— YOUR OBJECTIVE —
In the listing below, find the line with "matched, if any" and the line with "of the arbitration state machine". Repeat those two lines and all lines between them exactly.

— DATA FOR PROCESSING —
- - - -

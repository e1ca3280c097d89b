//! blegate runtime
//!
//! The connection-arbitration core of the gateway:
//! - [`Arbiter`]: the state machine that owns the single radio
//! - [`RadioGuard`]: explicit mutual exclusion over the connected address
//! - [`GatewayHandle`]: non-blocking request intake and mode observation
//! - [`GatewayBuilder`]: configuration validation and wiring

pub mod arbiter;
pub mod builder;
pub mod intake;
pub mod monitor;
pub mod radio;

pub use arbiter::Arbiter;
pub use builder::GatewayBuilder;
pub use intake::GatewayHandle;
pub use monitor::{GatewayStats, Monitor};
pub use radio::{RadioGuard, RadioHolder, RadioLease};

// Re-export core types for convenience
pub use blegate_core::{
    GatewayConfig, GatewayError, GatewayEvent, GatewayMode, GatewayResult, PeripheralAddress,
    PeripheralLink, PeripheralRole, SendReceipt, SendTicket,
};
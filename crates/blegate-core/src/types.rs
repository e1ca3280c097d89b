//! Core types for the blegate gateway
//!
//! Newtypes and small value objects shared by every layer: peripheral addresses,
//! roles, connection bookkeeping, decoded messages and the gateway mode.

use core::fmt;
use core::str::FromStr;
use std::time::{SystemTime, UNIX_EPOCH};

use serde::{Deserialize, Deserializer, Serialize, Serializer};
use uuid::Uuid;

use crate::errors::ConfigError;

// ----------------------------------------------------------------------------
// Peripheral Address
// ----------------------------------------------------------------------------

/// 48-bit hardware address of a BLE peripheral
#[derive(Debug, Clone, Copy, PartialEq, Eq, PartialOrd, Ord, Hash)]
pub struct PeripheralAddress([u8; 6]);

impl PeripheralAddress {
    /// Create an address from its six bytes, most significant first
    pub const fn new(bytes: [u8; 6]) -> Self {
        Self(bytes)
    }

    /// Get the raw bytes
    pub fn as_bytes(&self) -> &[u8; 6] {
        &self.0
    }

    /// Convert into the raw bytes
    pub fn into_inner(self) -> [u8; 6] {
        self.0
    }
}

impl fmt::Display for PeripheralAddress {
    fn fmt(&self, f: &mut fmt::Formatter<'_>) -> fmt::Result {
        let [a, b, c, d, e, g] = self.0;
        write!(
            f,
            "{:02X}:{:02X}:{:02X}:{:02X}:{:02X}:{:02X}",
            a, b, c, d, e, g
        )
    }
}

impl FromStr for PeripheralAddress {
    type Err = ConfigError;

    fn from_str(s: &str) -> Result<Self, Self::Err> {
        let trimmed = s.trim();
        let parts: Vec<&str> = trimmed.split(|c| c == ':' || c == '-').collect();
        if parts.len() != 6 {
            return Err(ConfigError::InvalidAddress(s.to_string()));
        }

        let mut bytes = [0u8; 6];
        for (slot, part) in bytes.iter_mut().zip(parts) {
            if part.len() != 2 {
                return Err(ConfigError::InvalidAddress(s.to_string()));
            }
            let decoded =
                hex::decode(part).map_err(|_| ConfigError::InvalidAddress(s.to_string()))?;
            *slot = decoded[0];
        }

        Ok(Self(bytes))
    }
}

impl Serialize for PeripheralAddress {
    fn serialize<S: Serializer>(&self, serializer: S) -> Result<S::Ok, S::Error> {
        serializer.collect_str(self)
    }
}

impl<'de> Deserialize<'de> for PeripheralAddress {
    fn deserialize<D: Deserializer<'de>>(deserializer: D) -> Result<Self, D::Error> {
        let raw = String::deserialize(deserializer)?;
        raw.parse().map_err(serde::de::Error::custom)
    }
}

// ----------------------------------------------------------------------------
// Timestamp
// ----------------------------------------------------------------------------

/// Millisecond timestamp since Unix epoch
#[derive(Debug, Clone, Copy, PartialEq, Eq, PartialOrd, Ord, Hash, Serialize, Deserialize)]
pub struct Timestamp(u64);

impl Timestamp {
    /// Create a new timestamp
    pub fn new(millis: u64) -> Self {
        Self(millis)
    }

    /// Current wall-clock time
    pub fn now() -> Self {
        let duration = SystemTime::now()
            .duration_since(UNIX_EPOCH)
            .unwrap_or_default();
        Self(duration.as_millis() as u64)
    }

    /// Get the raw milliseconds
    pub fn as_millis(&self) -> u64 {
        self.0
    }

    /// Get duration since another timestamp
    pub fn duration_since(&self, other: Self) -> core::time::Duration {
        core::time::Duration::from_millis(self.0.saturating_sub(other.0))
    }
}

// ----------------------------------------------------------------------------
// Roles and Connection State
// ----------------------------------------------------------------------------

/// Which side of the bridge a connection serves
#[derive(Debug, Clone, Copy, PartialEq, Eq, Hash, Serialize, Deserialize)]
#[serde(rename_all = "lowercase")]
pub enum PeripheralRole {
    /// Long-lived session receiving notifications
    Listener,
    /// Transient session delivering one command
    Sender,
}

impl fmt::Display for PeripheralRole {
    fn fmt(&self, f: &mut fmt::Formatter<'_>) -> fmt::Result {
        match self {
            PeripheralRole::Listener => write!(f, "listener"),
            PeripheralRole::Sender => write!(f, "sender"),
        }
    }
}

/// Link-level state of a single connection
#[derive(Debug, Clone, Copy, PartialEq, Eq, Hash)]
pub enum ConnectionState {
    Disconnected,
    Connecting,
    Connected,
    Disconnecting,
}

impl ConnectionState {
    /// Whether this state occupies the radio
    pub fn holds_radio(&self) -> bool {
        matches!(self, ConnectionState::Connecting | ConnectionState::Connected)
    }
}

/// Identifier assigned by a link to each successful connect
pub type ConnectionId = u64;

/// A live link to one peripheral
///
/// Created by [`PeripheralLink::connect`](crate::link::PeripheralLink::connect) and
/// owned by the arbitration state machine until it is disconnected.
#[derive(Debug, Clone, PartialEq, Eq)]
pub struct Connection {
    id: ConnectionId,
    address: PeripheralAddress,
    role: PeripheralRole,
    state: ConnectionState,
    characteristic: Uuid,
}

impl Connection {
    /// Create a connection record in the `Connected` state
    pub fn connected(
        id: ConnectionId,
        address: PeripheralAddress,
        role: PeripheralRole,
        characteristic: Uuid,
    ) -> Self {
        Self {
            id,
            address,
            role,
            state: ConnectionState::Connected,
            characteristic,
        }
    }

    pub fn id(&self) -> ConnectionId {
        self.id
    }

    pub fn address(&self) -> PeripheralAddress {
        self.address
    }

    pub fn role(&self) -> PeripheralRole {
        self.role
    }

    pub fn state(&self) -> ConnectionState {
        self.state
    }

    pub fn characteristic(&self) -> Uuid {
        self.characteristic
    }

    /// Check if the connection is usable for I/O
    pub fn is_connected(&self) -> bool {
        self.state == ConnectionState::Connected
    }

    /// Mark the connection as being torn down
    pub fn mark_disconnecting(&mut self) {
        self.state = ConnectionState::Disconnecting;
    }

    /// Mark the connection as fully closed
    pub fn mark_disconnected(&mut self) {
        self.state = ConnectionState::Disconnected;
    }
}

// ----------------------------------------------------------------------------
// Messages
// ----------------------------------------------------------------------------

/// Decoded application message, produced once and never mutated
#[derive(Debug, Clone, PartialEq, Eq)]
pub struct Message {
    origin: PeripheralAddress,
    raw: Vec<u8>,
    text: String,
    classification: Option<String>,
    timestamp: Timestamp,
}

impl Message {
    pub fn new(
        origin: PeripheralAddress,
        raw: Vec<u8>,
        text: String,
        classification: Option<String>,
        timestamp: Timestamp,
    ) -> Self {
        Self {
            origin,
            raw,
            text,
            classification,
            timestamp,
        }
    }

    pub fn origin(&self) -> PeripheralAddress {
        self.origin
    }

    pub fn raw(&self) -> &[u8] {
        &self.raw
    }

    pub fn text(&self) -> &str {
        &self.text
    }

    /// Command category this message matched, if any
    pub fn classification(&self) -> Option<&str> {
        self.classification.as_deref()
    }

    pub fn timestamp(&self) -> Timestamp {
        self.timestamp
    }
}

/// Raw notification as delivered by a link, before decoding
#[derive(Debug, Clone, PartialEq, Eq)]
pub struct RawNotification {
    pub connection_id: ConnectionId,
    pub origin: PeripheralAddress,
    pub value: Vec<u8>,
}

/// Events a link pushes into the gateway's inbound channel
#[derive(Debug, Clone, PartialEq, Eq)]
pub enum LinkEvent {
    /// A notification arrived on a subscribed connection
    Notification(RawNotification),
    /// The notification stream of a subscribed connection ended
    Disconnected {
        connection_id: ConnectionId,
        address: PeripheralAddress,
    },
}

// ----------------------------------------------------------------------------
// Gateway Mode
// ----------------------------------------------------------------------------

/// Current mode of the arbitration state machine
#[derive(Debug, Clone, Copy, PartialEq, Eq, Hash, Serialize, Deserialize)]
pub enum GatewayMode {
    Idle,
    Listening,
    Suspending,
    Sending,
    Resuming,
}

impl GatewayMode {
    /// Check whether `next` is a legal successor of this mode
    pub fn can_transition_to(&self, next: GatewayMode) -> bool {
        use GatewayMode::*;
        matches!(
            (self, next),
            (Idle, Listening)
                | (Idle, Sending)
                | (Listening, Suspending)
                | (Suspending, Sending)
                | (Sending, Resuming)
                | (Resuming, Listening)
                | (_, Idle)
        )
    }

    pub fn name(&self) -> &'static str {
        match self {
            GatewayMode::Idle => "Idle",
            GatewayMode::Listening => "Listening",
            GatewayMode::Suspending => "Suspending",
            GatewayMode::Sending => "Sending",
            GatewayMode::Resuming => "Resuming",
        }
    }
}

impl fmt::Display for GatewayMode {
    fn fmt(&self, f: &mut fmt::Formatter<'_>) -> fmt::Result {
        f.write_str(self.name())
    }
}

#[cfg(test)]
mod tests {
    use super::*;

    #[test]
    fn test_address_parse_and_display() {
        let addr: PeripheralAddress = "aa:bb:cc:dd:ee:ff".parse().unwrap();
        assert_eq!(addr.as_bytes(), &[0xAA, 0xBB, 0xCC, 0xDD, 0xEE, 0xFF]);
        assert_eq!(addr.to_string(), "AA:BB:CC:DD:EE:FF");

        let dashed: PeripheralAddress = "50-F1-4A-4D-DC-E9".parse().unwrap();
        assert_eq!(dashed.to_string(), "50:F1:4A:4D:DC:E9");
    }

    #[test]
    fn test_address_rejects_garbage() {
        assert!("AA:BB:CC".parse::<PeripheralAddress>().is_err());
        assert!("AA:BB:CC:DD:EE:GG".parse::<PeripheralAddress>().is_err());
        assert!("AAA:BB:CC:DD:EE:F".parse::<PeripheralAddress>().is_err());
    }

    #[test]
    fn test_mode_transitions() {
        use GatewayMode::*;
        assert!(Listening.can_transition_to(Suspending));
        assert!(Suspending.can_transition_to(Sending));
        assert!(Sending.can_transition_to(Resuming));
        assert!(Resuming.can_transition_to(Listening));
        assert!(Sending.can_transition_to(Idle));

        assert!(!Listening.can_transition_to(Sending));
        assert!(!Sending.can_transition_to(Listening));
        assert!(!Resuming.can_transition_to(Sending));
    }

    #[test]
    fn test_connection_state_holds_radio() {
        assert!(ConnectionState::Connecting.holds_radio());
        assert!(ConnectionState::Connected.holds_radio());
        assert!(!ConnectionState::Disconnecting.holds_radio());
        assert!(!ConnectionState::Disconnected.holds_radio());
    }
}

- - - -

— WRITTEN SOLUTION —
    /// Command category this message matched, if any
    pub fn classification(&self) -> Option<&str> {
        self.classification.as_deref()
    }

    pub fn timestamp(&self) -> Timestamp {
        self.timestamp
    }
}

/// Raw notification as delivered by a link, before decoding
#[derive(Debug, Clone, PartialEq, Eq)]
pub struct RawNotification {
    pub connection_id: ConnectionId,
    pub origin: PeripheralAddress,
    pub value: Vec<u8>,
}

/// Events a link pushes into the gateway's inbound channel
#[derive(Debug, Clone, PartialEq, Eq)]
pub enum LinkEvent {
    /// A notification arrived on a subscribed connection
    Notification(RawNotification),
    /// The notification stream of a subscribed connection ended
    Disconnected {
        connection_id: ConnectionId,
        address: PeripheralAddress,
    },
}

// ----------------------------------------------------------------------------
// Gateway Mode
// ----------------------------------------------------------------------------

/// Current mode of the arbitration state machine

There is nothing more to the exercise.